The publication, in May 2007, of a report on deforestation by the organisation Global Witness, provoked a raft of incidents in relation to the press, including the temporary closure of Cambodge Soir, harassment and death threats against three journalists who wrote about the issue. The report highlighted the responsibility of people close to the head of government in large-scale illegal logging. The press picked up the report, but on 8 June, the information minister, Khieu Kanharith, said that “the media had had a week to put out their reports” and that was “largely sufficient”. Newspapers could “make reference to it but not reproduce it”. Any infringement would result in “our taking necessary judicial steps” the minister specified. The brother of the head of government, Hun Neng, reportedly said that if anyone from Global Witness came to Cambodia, he would “hit him about the head until it broke”. Journalists on Radio Free Asia, one of the very few media to have seriously investigated deforestation, were threatened by an unknown interloper at their station’s studios in Phnom Penh.
At the same time, French journalist Soren Seelow of the French-Khmer paper Cambodge Soir was sacked without notice, on 10 June, after reprinting part of the Global Witness report. One of the managers of the paper, also a French adviser to the Cambodian agriculture ministry, and its editor decided to close the paper. Staff went on strike to defend the paper’s editorial independence, which was threatened by intervention on the part of some shareholders. It has an outspoken stance and despite recurring financial problems, Cambodge Soir has made its mark on the Cambodian media landscape, digging up news for the Khmer-language press. After several weeks of conflict, some of the journalists re-launched the title in a new format. Thanks to mediation by its funder, the International Francophone Organisation, its editorial independence was at least partly protected but around a dozen staff ended up losing their jobs.

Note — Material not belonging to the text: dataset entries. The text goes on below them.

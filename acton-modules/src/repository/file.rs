//! Filesystem-backed module repository

use super::ModuleRepository;
use crate::config::ModulesConfig;
use crate::error::{RegistryError, RegistryResult};
use crate::module::{Module, Properties, PropertyKey, Slug};
use crate::naming::Naming;
use crate::paths::{PathResolver, DESCRIPTOR_FILE};
use serde_json::Value;
use std::fs;
use std::path::{Path, PathBuf};
use walkdir::WalkDir;

/// File holding global (non module-scoped) settings, relative to the root
pub const SETTINGS_FILE: &str = "modules.json";

/// Module repository reading `module.json` descriptors from disk
///
/// Each direct subdirectory of the modules root that contains a descriptor is a
/// module. Global properties are kept in `modules.json` at the root.
///
/// # Directory Structure
///
/// ```text
/// modules/
/// ├── modules.json          # global settings
/// ├── Blog/
/// │   └── module.json       # {"slug": "blog", "enabled": true, ...}
/// └── UserProfiles/
///     └── module.json
/// ```
///
/// Listing order is the lexical order of directory names.
#[derive(Debug, Clone)]
pub struct FileModuleRepository {
    paths: PathResolver,
}

impl FileModuleRepository {
    /// Create a repository rooted at `config.path`
    ///
    /// The root does not have to exist yet; an absent root simply holds no
    /// modules.
    #[must_use]
    pub fn new(config: &ModulesConfig) -> Self {
        Self {
            paths: PathResolver::new(config),
        }
    }

    fn settings_path(&self) -> PathBuf {
        self.paths.root_path().join(SETTINGS_FILE)
    }

    /// Slug a descriptor belongs to, if it lives in the right directory
    fn slug_for(dir_name: &str, properties: &Properties) -> Option<Slug> {
        let slug = properties
            .get("slug")
            .and_then(Value::as_str)
            .map_or_else(|| Slug::parse(&Naming::snake(dir_name)), Slug::parse)
            .ok()?;

        (slug.name() == dir_name).then_some(slug)
    }
}

fn read_json(path: &Path) -> RegistryResult<Properties> {
    let contents = fs::read_to_string(path).map_err(|e| RegistryError::io(path, e))?;
    Ok(serde_json::from_str(&contents)?)
}

/// Write through a sibling temp file so readers never see a half-written file
fn write_json(path: &Path, properties: &Properties) -> RegistryResult<()> {
    if let Some(parent) = path.parent() {
        fs::create_dir_all(parent).map_err(|e| RegistryError::io(parent, e))?;
    }

    let mut contents = serde_json::to_string_pretty(properties)?;
    contents.push('\n');

    let tmp = path.with_extension("json.tmp");
    fs::write(&tmp, contents).map_err(|e| RegistryError::io(&tmp, e))?;
    fs::rename(&tmp, path).map_err(|e| RegistryError::io(path, e))
}

impl ModuleRepository for FileModuleRepository {
    fn all(&self) -> RegistryResult<Vec<Module>> {
        let root = self.paths.root_path();
        if !root.is_dir() {
            return Ok(Vec::new());
        }

        let mut modules = Vec::new();
        for entry in WalkDir::new(root)
            .min_depth(1)
            .max_depth(1)
            .sort_by_file_name()
        {
            let entry = entry.map_err(|e| RegistryError::io(root, e.into()))?;
            if !entry.file_type().is_dir() {
                continue;
            }

            let descriptor = entry.path().join(DESCRIPTOR_FILE);
            if !descriptor.is_file() {
                continue;
            }

            let dir_name = entry.file_name().to_string_lossy();
            let properties = read_json(&descriptor)?;
            match Self::slug_for(&dir_name, &properties) {
                Some(slug) => modules.push(Module::new(slug, properties)),
                None => tracing::warn!(
                    path = %descriptor.display(),
                    "Skipping descriptor whose slug does not match its directory"
                ),
            }
        }

        Ok(modules)
    }

    fn exists(&self, slug: &Slug) -> RegistryResult<bool> {
        Ok(self.paths.descriptor_path(slug).is_file())
    }

    fn properties(&self, slug: &Slug) -> RegistryResult<Properties> {
        let path = self.paths.descriptor_path(slug);
        if !path.is_file() {
            return Err(RegistryError::NotFound(slug.to_string()));
        }
        read_json(&path)
    }

    fn property(&self, property: &str) -> RegistryResult<Option<Value>> {
        match PropertyKey::parse(property)? {
            PropertyKey::Module { slug, key } => {
                if !self.exists(&slug)? {
                    return Ok(None);
                }
                Ok(self.properties(&slug)?.remove(&key))
            }
            PropertyKey::Global(key) => {
                let path = self.settings_path();
                if !path.is_file() {
                    return Ok(None);
                }
                Ok(read_json(&path)?.remove(&key))
            }
        }
    }

    fn set_property(&self, property: &str, value: Value) -> RegistryResult<()> {
        match PropertyKey::parse(property)? {
            PropertyKey::Module { slug, key } => {
                let mut properties = self.properties(&slug)?;
                tracing::debug!(module = %slug, key = %key, value = %value, "Setting module property");
                properties.insert(key, value);
                write_json(&self.paths.descriptor_path(&slug), &properties)
            }
            PropertyKey::Global(key) => {
                let path = self.settings_path();
                let mut settings = if path.is_file() {
                    read_json(&path)?
                } else {
                    Properties::new()
                };
                tracing::debug!(key = %key, value = %value, "Setting global property");
                settings.insert(key, value);
                write_json(&path, &settings)
            }
        }
    }

    fn register(&self, slug: &Slug, properties: Properties) -> RegistryResult<()> {
        let path = self.paths.descriptor_path(slug);
        if path.is_file() {
            return Ok(());
        }
        write_json(&path, &properties)
    }
}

Also in June, Lem Piseth, of Radio Free Asia, received a death threat after investigating deforestation in Kompong Thom province in central Cambodia. In his report, he said that he was followed by soldiers and police. Then he had a call on his mobile phone and the following conversation ensued: “Is that you, Lem Piseth? “Yes. Who are you? “You are insolent, do you want to die? “Why are you insulting me like this? “Because of the business of the forest and you should know that there will not be enough land to bury you”. The journalist fled to Thailand.

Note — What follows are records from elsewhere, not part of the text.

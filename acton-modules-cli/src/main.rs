//! acton-modules CLI tool

use acton_modules::observability;
use acton_modules_cli::Cli;
use anyhow::Result;
use clap::Parser;

fn main() -> Result<()> {
    let cli = Cli::parse();

    if let Err(e) = observability::init(cli.verbose) {
        eprintln!("Failed to initialise logging: {e}");
    }

    cli.run()
}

In August, it was the turn of Phon Phat, of the Khmer-language newspaper Chbas Ka, to be threatened for the same reasons. His house was set on fire after he had been threatened with reprisals. His reports had implicated businessman Meas Siphan in illegal deforestation.
Television under control
Cambodia boasts 11 TV stations but not one of them is genuinely independent. The Aspara, group which owns one television and one radio station, is owned by Hun Sen’s daughter. Bayon Television is directly controlled by the party of the head of government while TV3 and TV5 are respectively controlled by the Phnom Penh municipality and the armed forces. Only Cambodian Television Network gives occasional airtime to opposition figures.
Radio Sombok Khmum (Beehive FM 105) plays an important role in the media landscape. It rents its aerial to the main Cambodian opposition parties and to Radio Free Asia (RFA), whose Khmer service readily broadcasts challenging news. The head of government in May accused the deputy editor of RFA’s Phnom Penh bureau, Um Sarim, of being “offensive” and working for an “aggressive” radio station. The prime minister ordered all TV channels to show the altercation to demonstrate to TV viewers the extent of the “insolence” of RFA. Um Sarim left the country for several days.
Ahead of legislative elections scheduled for July 2008, there are fears that the ruling party will tighten its grip still further on electronic media. Hun Sen has already said that he plans to stay in power for another 20 years.